TASK OBJECTIVE ▸
Print the data below exactly, but only the lines from the one containing "live, in seconds." down to the one containing "let jobs = state", inclusive.

INFORMATION ▸
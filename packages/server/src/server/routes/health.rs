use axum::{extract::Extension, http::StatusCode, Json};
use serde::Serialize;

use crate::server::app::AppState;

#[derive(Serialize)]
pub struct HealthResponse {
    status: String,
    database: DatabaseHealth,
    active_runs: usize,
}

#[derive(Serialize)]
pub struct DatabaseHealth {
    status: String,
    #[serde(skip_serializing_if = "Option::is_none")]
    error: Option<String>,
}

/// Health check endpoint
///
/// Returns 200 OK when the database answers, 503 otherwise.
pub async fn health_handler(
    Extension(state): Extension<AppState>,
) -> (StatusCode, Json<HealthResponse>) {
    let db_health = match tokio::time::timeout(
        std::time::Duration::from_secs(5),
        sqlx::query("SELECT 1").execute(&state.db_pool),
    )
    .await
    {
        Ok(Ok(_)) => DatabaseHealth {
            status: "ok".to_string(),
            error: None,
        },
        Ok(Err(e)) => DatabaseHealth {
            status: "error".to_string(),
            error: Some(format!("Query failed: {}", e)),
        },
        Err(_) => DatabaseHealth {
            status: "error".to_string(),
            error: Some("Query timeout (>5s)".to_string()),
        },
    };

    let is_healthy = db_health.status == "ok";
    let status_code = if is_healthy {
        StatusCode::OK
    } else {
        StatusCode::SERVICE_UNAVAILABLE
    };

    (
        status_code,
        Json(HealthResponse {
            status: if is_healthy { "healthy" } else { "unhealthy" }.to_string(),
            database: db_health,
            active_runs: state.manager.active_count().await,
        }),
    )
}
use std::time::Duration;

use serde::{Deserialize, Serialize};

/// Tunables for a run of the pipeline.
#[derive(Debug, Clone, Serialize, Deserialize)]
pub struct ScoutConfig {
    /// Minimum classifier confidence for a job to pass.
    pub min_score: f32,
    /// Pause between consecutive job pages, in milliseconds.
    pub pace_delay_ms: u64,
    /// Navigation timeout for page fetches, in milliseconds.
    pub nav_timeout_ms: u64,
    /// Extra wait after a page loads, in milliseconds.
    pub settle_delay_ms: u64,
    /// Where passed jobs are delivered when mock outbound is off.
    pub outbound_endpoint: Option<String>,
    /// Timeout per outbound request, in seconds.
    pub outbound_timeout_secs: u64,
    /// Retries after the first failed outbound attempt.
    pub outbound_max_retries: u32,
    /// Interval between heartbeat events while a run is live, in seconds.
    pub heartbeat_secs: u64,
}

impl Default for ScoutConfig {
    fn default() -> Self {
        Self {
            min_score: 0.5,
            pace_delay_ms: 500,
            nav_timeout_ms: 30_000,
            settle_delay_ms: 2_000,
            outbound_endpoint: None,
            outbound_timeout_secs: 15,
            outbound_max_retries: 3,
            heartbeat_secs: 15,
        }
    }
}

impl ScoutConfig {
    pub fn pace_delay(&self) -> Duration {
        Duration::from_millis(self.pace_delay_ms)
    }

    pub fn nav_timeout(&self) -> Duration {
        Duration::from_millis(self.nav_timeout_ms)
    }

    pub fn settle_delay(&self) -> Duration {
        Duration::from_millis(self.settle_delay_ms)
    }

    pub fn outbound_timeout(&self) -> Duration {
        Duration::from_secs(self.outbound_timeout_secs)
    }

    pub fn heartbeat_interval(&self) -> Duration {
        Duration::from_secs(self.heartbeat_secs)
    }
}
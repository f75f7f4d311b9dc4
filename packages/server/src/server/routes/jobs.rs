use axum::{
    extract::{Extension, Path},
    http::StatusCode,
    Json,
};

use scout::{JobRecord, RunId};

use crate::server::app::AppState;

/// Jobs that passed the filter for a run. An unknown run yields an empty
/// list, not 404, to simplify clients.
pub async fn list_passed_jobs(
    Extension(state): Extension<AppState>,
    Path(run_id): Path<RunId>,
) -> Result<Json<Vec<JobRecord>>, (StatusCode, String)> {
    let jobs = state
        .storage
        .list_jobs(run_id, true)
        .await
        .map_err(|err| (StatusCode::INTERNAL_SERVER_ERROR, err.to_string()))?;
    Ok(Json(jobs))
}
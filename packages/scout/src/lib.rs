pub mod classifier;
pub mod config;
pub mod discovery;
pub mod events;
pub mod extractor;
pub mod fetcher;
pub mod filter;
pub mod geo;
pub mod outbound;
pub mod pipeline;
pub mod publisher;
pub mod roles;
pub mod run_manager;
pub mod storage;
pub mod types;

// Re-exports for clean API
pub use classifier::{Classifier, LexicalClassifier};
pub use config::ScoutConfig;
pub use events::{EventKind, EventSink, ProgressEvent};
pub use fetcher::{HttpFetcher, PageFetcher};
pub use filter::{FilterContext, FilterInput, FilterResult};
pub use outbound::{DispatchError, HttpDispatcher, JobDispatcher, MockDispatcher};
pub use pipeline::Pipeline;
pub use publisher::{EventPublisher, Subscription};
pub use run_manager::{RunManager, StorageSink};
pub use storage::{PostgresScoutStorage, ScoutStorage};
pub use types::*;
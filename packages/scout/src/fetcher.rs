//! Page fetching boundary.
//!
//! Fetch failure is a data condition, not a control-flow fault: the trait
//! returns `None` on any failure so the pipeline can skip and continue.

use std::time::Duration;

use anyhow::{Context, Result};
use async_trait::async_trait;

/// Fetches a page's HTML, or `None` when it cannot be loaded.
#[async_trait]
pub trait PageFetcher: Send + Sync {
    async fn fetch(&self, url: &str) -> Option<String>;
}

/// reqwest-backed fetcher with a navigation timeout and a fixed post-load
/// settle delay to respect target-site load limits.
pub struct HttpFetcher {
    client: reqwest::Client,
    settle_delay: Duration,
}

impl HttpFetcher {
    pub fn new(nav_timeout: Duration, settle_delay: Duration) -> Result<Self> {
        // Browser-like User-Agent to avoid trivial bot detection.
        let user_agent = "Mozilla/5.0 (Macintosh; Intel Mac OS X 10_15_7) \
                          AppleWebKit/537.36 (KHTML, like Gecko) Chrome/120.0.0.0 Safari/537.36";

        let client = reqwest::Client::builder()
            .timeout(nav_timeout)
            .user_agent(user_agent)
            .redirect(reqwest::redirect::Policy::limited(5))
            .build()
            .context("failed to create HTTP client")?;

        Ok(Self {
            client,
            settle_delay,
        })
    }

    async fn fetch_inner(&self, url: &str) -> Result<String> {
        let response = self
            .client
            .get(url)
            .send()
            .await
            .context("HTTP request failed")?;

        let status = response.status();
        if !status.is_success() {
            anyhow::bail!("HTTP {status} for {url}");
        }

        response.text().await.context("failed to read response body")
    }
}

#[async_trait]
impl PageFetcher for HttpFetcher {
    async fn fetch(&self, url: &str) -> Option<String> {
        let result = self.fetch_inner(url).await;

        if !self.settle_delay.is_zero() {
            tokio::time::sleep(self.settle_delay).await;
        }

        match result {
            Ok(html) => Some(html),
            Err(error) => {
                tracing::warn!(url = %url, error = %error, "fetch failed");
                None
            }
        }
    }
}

SOLUTION TO THIS EXERCISE ▸
    /// Interval between heartbeat events while a run is live, in seconds.
    pub heartbeat_secs: u64,
}

impl Default for ScoutConfig {
    fn default() -> Self {
        Self {
            min_score: 0.5,
            pace_delay_ms: 500,
            nav_timeout_ms: 30_000,
            settle_delay_ms: 2_000,
            outbound_endpoint: None,
            outbound_timeout_secs: 15,
            outbound_max_retries: 3,
            heartbeat_secs: 15,
        }
    }
}

impl ScoutConfig {
    pub fn pace_delay(&self) -> Duration {
        Duration::from_millis(self.pace_delay_ms)
    }

    pub fn nav_timeout(&self) -> Duration {
        Duration::from_millis(self.nav_timeout_ms)
    }

    pub fn settle_delay(&self) -> Duration {
        Duration::from_millis(self.settle_delay_ms)
    }

    pub fn outbound_timeout(&self) -> Duration {
        Duration::from_secs(self.outbound_timeout_secs)
    }

    pub fn heartbeat_interval(&self) -> Duration {
        Duration::from_secs(self.heartbeat_secs)
    }
}
repository f75f7f4d311b9dc4
filename packages/server/src/server/routes/jobs.rs
use axum::{
    extract::{Extension, Path},
    http::StatusCode,
    Json,
};

use scout::{JobRecord, RunId};

use crate::server::app::AppState;

/// Jobs that passed the filter for a run. An unknown run yields an empty
/// list, not 404, to simplify clients.
pub async fn list_passed_jobs(
    Extension(state): Extension<AppState>,
    Path(run_id): Path<RunId>,
) -> Result<Json<Vec<JobRecord>>, (StatusCode, String)> {
    let jobs = state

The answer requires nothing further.